Elas, exaltadamente felizes, lhes oferecem cravos vermelhos e,
assim, sem o saber, batizam a revolução com o nome de uma flor.
Era primavera, na natureza, e para muitas vidas que não esquecerão.
[5]
No 1 de maio, uma semana depois da queda de Caetano, manifestação
gigantesca em Lisboa, - estimada em um milhão de pessoas –
demonstra que uma irrupção de massas já começou. Comemora-se a
libertação dos presos políticos, soltos em Caxias e Peniche,
assim como no famigerado Tarrafal, em Cabo Verde. Surgem faixas do
MLM (Movimento de libertação da Mulher) exigindo contracepção
e aborto livre e gratuito. Álvaro Cunhal e Mário Soares chegam
do exílio e, pela primeira vez, discursam. Soares faz exigência
pública ao MFA e a Spínola, indicado presidente, defendendo que
o PS e o PCP, nas suas palavras, os dois partidos mais
representativos da classe operária, deveriam ser o núcleo do
governo.
[6]
TROTSKY, Leon. Historia
de la Revolucion Russa. Bogotá, Pluma, 1982, Volume 1,
p.8, tradução nossa.
[7]
Já no 28 de abril, os moradores de barracas da Boavista em Lisboa
ocuparam casas vazias de um bairro social – construções feitas
pelo Estado – e se recusaram a sair, mesmo quando cercados pela
polícia e por tropas, sob o comando do MFA, realizando a primeira
ocupação. No dia 30 de abril, a primeira assembléia universitária
de Lisboa reúne mais de 10.000 estudantes no Técnico, a
faculdade de engenharia. No dia 2 de Maio é autorizado o regresso
de todos os exilados. Desertores e refratários do Exército são
anistiados. No dia 3 de Maio generaliza-se uma onda de ocupações
de casas desocupadas na periferia de Lisboa, com forte iniciativa
de militantes de várias organizações de extrema-esquerda.

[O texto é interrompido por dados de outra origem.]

//! Favorite plants saved by a user.
//!
//! A user's favorites behave as a set keyed by [`PlantId`]: adding a plant that
//! is already present is a no-op, and removing a plant removes every entry for
//! it. [`FavoriteSet`] keeps its entries private so that invariant cannot be
//! broken by callers, and it re-establishes the invariant when deserializing
//! documents written before it existed.

use core::fmt;

use indexmap::IndexMap;
use indexmap::map::Entry;
use serde::{Deserialize, Deserializer, Serialize, Serializer};

/// Errors that can occur when parsing a [`PlantId`].
#[derive(thiserror::Error, Debug, Clone, PartialEq, Eq)]
pub enum PlantIdError {
    /// The input is empty.
    #[error("plant id cannot be empty")]
    Empty,
    /// The input is neither a string nor a number.
    #[error("plant id must be a string or a number")]
    InvalidType,
}

/// Identifier of a plant in the external catalog.
///
/// Catalog entries use string ids, but clients sometimes send them as JSON
/// numbers; both forms normalize to the same string.
#[derive(Debug, Clone, PartialEq, Eq, Hash, PartialOrd, Ord, Serialize)]
#[serde(transparent)]
pub struct PlantId(String);

impl PlantId {
    /// Parse a `PlantId` from a string.
    ///
    /// # Errors
    ///
    /// Returns [`PlantIdError::Empty`] if the input is empty.
    pub fn parse(s: &str) -> Result<Self, PlantIdError> {
        if s.is_empty() {
            return Err(PlantIdError::Empty);
        }
        Ok(Self(s.to_owned()))
    }

    /// Build a `PlantId` from a JSON value (string or number).
    ///
    /// # Errors
    ///
    /// Returns [`PlantIdError`] if the value is empty or of another type.
    pub fn from_json(value: &serde_json::Value) -> Result<Self, PlantIdError> {
        match value {
            serde_json::Value::String(s) => Self::parse(s),
            serde_json::Value::Number(n) => Ok(Self(n.to_string())),
            _ => Err(PlantIdError::InvalidType),
        }
    }

    /// Returns the plant id as a string slice.
    #[must_use]
    pub fn as_str(&self) -> &str {
        &self.0
    }
}

impl fmt::Display for PlantId {
    fn fmt(&self, f: &mut fmt::Formatter<'_>) -> fmt::Result {
        f.write_str(&self.0)
    }
}

impl<'de> Deserialize<'de> for PlantId {
    fn deserialize<D: Deserializer<'de>>(deserializer: D) -> Result<Self, D::Error> {
        let value = serde_json::Value::deserialize(deserializer)?;
        Self::from_json(&value).map_err(serde::de::Error::custom)
    }
}

/// Pet safety information copied from the catalog entry.
#[derive(Debug, Clone, Default, PartialEq, Eq, Serialize, Deserialize)]
pub struct Safety {
    #[serde(default, skip_serializing_if = "Option::is_none")]
    pub cats: Option<String>,
    #[serde(default, skip_serializing_if = "Option::is_none")]
    pub dogs: Option<String>,
}

/// A saved reference to a plant catalog entry.
///
/// Everything except the plant id is a denormalized copy of catalog data, kept
/// so the favorites page renders without a catalog lookup.
#[derive(Debug, Clone, PartialEq, Eq, Serialize, Deserialize)]
#[serde(rename_all = "camelCase")]
pub struct Favorite {
    pub plant_id: PlantId,
    #[serde(default, skip_serializing_if = "Option::is_none")]
    pub common_name: Option<String>,
    #[serde(default, skip_serializing_if = "Option::is_none")]
    pub scientific_name: Option<String>,
    #[serde(default, skip_serializing_if = "Option::is_none")]
    pub safety: Option<Safety>,
    #[serde(default, skip_serializing_if = "Option::is_none")]
    pub image: Option<String>,
    /// Name of the reference collection the plant came from.
    #[serde(default, skip_serializing_if = "Option::is_none")]
    pub collection: Option<String>,
}

impl Favorite {
    /// Create a favorite with only its plant id set.
    #[must_use]
    pub const fn new(plant_id: PlantId) -> Self {
        Self {
            plant_id,
            common_name: None,
            scientific_name: None,
            safety: None,
            image: None,
            collection: None,
        }
    }
}

/// Ordered set of favorites, unique by plant id.
///
/// Serializes as a plain JSON array in insertion order.
#[derive(Debug, Clone, Default, PartialEq, Eq)]
pub struct FavoriteSet(IndexMap<PlantId, Favorite>);

impl FavoriteSet {
    /// Create an empty set.
    #[must_use]
    pub fn new() -> Self {
        Self(IndexMap::new())
    }

    /// Add a favorite unless one with the same plant id already exists.
    ///
    /// Returns `true` if the favorite was inserted.
    pub fn insert(&mut self, favorite: Favorite) -> bool {
        match self.0.entry(favorite.plant_id.clone()) {
            Entry::Occupied(_) => false,
            Entry::Vacant(slot) => {
                slot.insert(favorite);
                true
            }
        }
    }

    /// Remove the favorite with the given plant id, keeping the order of
    /// the rest.
    ///
    /// Returns `true` if anything was removed.
    pub fn remove(&mut self, plant_id: &PlantId) -> bool {
        self.0.shift_remove(plant_id).is_some()
    }

    /// Whether a favorite with this plant id is present.
    #[must_use]
    pub fn contains(&self, plant_id: &PlantId) -> bool {
        self.0.contains_key(plant_id)
    }

    #[must_use]
    pub fn get(&self, plant_id: &PlantId) -> Option<&Favorite> {
        self.0.get(plant_id)
    }

    #[must_use]
    pub fn len(&self) -> usize {
        self.0.len()
    }

    #[must_use]
    pub fn is_empty(&self) -> bool {
        self.0.is_empty()
    }

    pub fn iter(&self) -> impl Iterator<Item = &Favorite> {
        self.0.values()
    }
}

impl FromIterator<Favorite> for FavoriteSet {
    /// Collect favorites, keeping the first entry seen for each plant id.
    fn from_iter<I: IntoIterator<Item = Favorite>>(iter: I) -> Self {
        let mut set = Self::new();
        for favorite in iter {
            set.insert(favorite);
        }
        set
    }
}

impl<'a> IntoIterator for &'a FavoriteSet {
    type Item = &'a Favorite;
    type IntoIter = indexmap::map::Values<'a, PlantId, Favorite>;

    fn into_iter(self) -> Self::IntoIter {
        self.0.values()
    }
}

impl Serialize for FavoriteSet {
    fn serialize<S: Serializer>(&self, serializer: S) -> Result<S::Ok, S::Error> {
        serializer.collect_seq(self.0.values())
    }
}

impl<'de> Deserialize<'de> for FavoriteSet {
    fn deserialize<D: Deserializer<'de>>(deserializer: D) -> Result<Self, D::Error> {
        let favorites = Vec::<Favorite>::deserialize(deserializer)?;
        Ok(favorites.into_iter().collect())
    }
}

#[cfg(test)]
#[allow(clippy::unwrap_used)]
mod tests {
    use super::*;
    use serde_json::json;

    fn plant(id: &str) -> PlantId {
        PlantId::parse(id).unwrap()
    }

    #[test]
    fn test_plant_id_empty() {
        assert_eq!(PlantId::parse(""), Err(PlantIdError::Empty));
    }

    #[test]
    fn test_plant_id_accepts_numbers() {
        let id: PlantId = serde_json::from_value(json!(42)).unwrap();
        assert_eq!(id.as_str(), "42");
        assert_eq!(id, plant("42"));
    }

    #[test]
    fn test_plant_id_rejects_other_types() {
        assert!(serde_json::from_value::<PlantId>(json!(true)).is_err());
        assert!(serde_json::from_value::<PlantId>(json!(null)).is_err());
    }

    #[test]
    fn test_insert_is_idempotent() {
        let mut set = FavoriteSet::new();
        assert!(set.insert(Favorite::new(plant("rose"))));
        assert!(!set.insert(Favorite::new(plant("rose"))));
        assert_eq!(set.len(), 1);
    }

    #[test]
    fn test_duplicate_insert_keeps_first_entry() {
        let mut set = FavoriteSet::new();
        let mut first = Favorite::new(plant("fern"));
        first.common_name = Some("Boston Fern".to_owned());
        set.insert(first);

        let mut second = Favorite::new(plant("fern"));
        second.common_name = Some("Sword Fern".to_owned());
        set.insert(second);

        let kept = set.get(&plant("fern")).unwrap();
        assert_eq!(kept.common_name.as_deref(), Some("Boston Fern"));
    }

    #[test]
    fn test_remove() {
        let mut set: FavoriteSet = ["a", "b", "c"]
            .into_iter()
            .map(|id| Favorite::new(plant(id)))
            .collect();

        assert!(set.remove(&plant("b")));
        assert!(!set.remove(&plant("b")));
        let ids: Vec<&str> = set.iter().map(|f| f.plant_id.as_str()).collect();
        assert_eq!(ids, ["a", "c"]);
    }

    #[test]
    fn test_remove_then_reinsert_goes_to_the_end() {
        let mut set: FavoriteSet = ["a", "b", "c"]
            .into_iter()
            .map(|id| Favorite::new(plant(id)))
            .collect();

        set.remove(&plant("a"));
        set.insert(Favorite::new(plant("a")));
        assert!(set.contains(&plant("a")));
        let ids: Vec<&str> = (&set).into_iter().map(|f| f.plant_id.as_str()).collect();
        assert_eq!(ids, ["b", "c", "a"]);
    }

    #[test]
    fn test_deserialize_dedupes_legacy_lists() {
        let set: FavoriteSet = serde_json::from_value(json!([
            {"plantId": "1", "commonName": "Aloe"},
            {"plantId": "2"},
            {"plantId": "1", "commonName": "Aloe again"},
        ]))
        .unwrap();

        assert_eq!(set.len(), 2);
        assert_eq!(
            set.get(&plant("1")).unwrap().common_name.as_deref(),
            Some("Aloe")
        );
    }

    #[test]
    fn test_serializes_as_camel_case_array() {
        let mut favorite = Favorite::new(plant("7"));
        favorite.scientific_name = Some("Monstera deliciosa".to_owned());
        favorite.safety = Some(Safety {
            cats: Some("toxic".to_owned()),
            dogs: None,
        });
        let set: FavoriteSet = std::iter::once(favorite).collect();

        assert_eq!(
            serde_json::to_value(&set).unwrap(),
            json!([{
                "plantId": "7",
                "scientificName": "Monstera deliciosa",
                "safety": {"cats": "toxic"}
            }])
        );
    }
}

Militantes da extrema esquerda impedem o embarque de uma unidade
militar para África. Em 5 de Maio, trabalhadores dos TLP (telefônicos),
Caixa de previdência de Faro, Hospital do Porto, reúnem-se para
exigir a demissão das chefias. Em Évora, os trabalhadores
transformam as Casas do Povo em sindicatos agrícolas. Uma vaga de
greves começa, encabeçada pelas grandes concentrações operárias,
como na Lisnave e na Siderúrgica Nacional, exigindo a reintegração
dos demitidos, desde o início do ano, e salários. Trabalhadores
do Diário de Notícias, o principal matutino, ocupam o Jornal, e
impedem a entrada dos administradores, que são depois demitidos.
A revolução invadia todas as esferas da vida social e ocupava,
além das ruas, as empresas, escolas, universidades, hospitais,
oficinas, sindicatos, jornais, rádios, e até as casas.
[8]
Uma fascinante tese sobre o 25 de Abril, que foi publicada em
livro, reconhece que ocorreu em Portugal uma revolução, mas não
uma crise revolucionária, e atribui às pressões de uma situação
internacional, interpretada como adversa, e ao atraso material,
cultural e político do país, a explicação para seus
resultados: “Portugal não
revolucionou as estruturas profundas de sua organização sócio-econômica.
As profundidades de uma crise bissecular pediram o paroxismo da
revolução, mas não permitiram que um novo padrão (...) de
desenvolvimento(...) se impusesse. A democracia liberal que
Portugal nunca havia conhecido de fato, esta sim se instalou, e o
liberalismo e o republicanismo do século XIX precisaram,
paradoxalmente, da retórica socialista para se implantarem.Também
estava, certamente, ajustado às ondas que levaram os países do
sul da Europa superar os resquícios dos regimes fascistas em direção
à democracia parlamentar.” SECCO, Lincoln, A
Revolução dos Cravos, São Paulo, Alameda, 2004, p.153.
[9]
Desde a posse, Spínola fez inúmeros pronunciamentos contra a
desordem e o radicalismo. Mandou fechar, em 31 de julho, dois
jornais – o Diário de
Lisboa e A Capital – sob a acusação de que davam demasiado destaque às
manifestações – das organizações trotskistas e maoístas -
que tentavam impedir os embarques de soldados para as colônias.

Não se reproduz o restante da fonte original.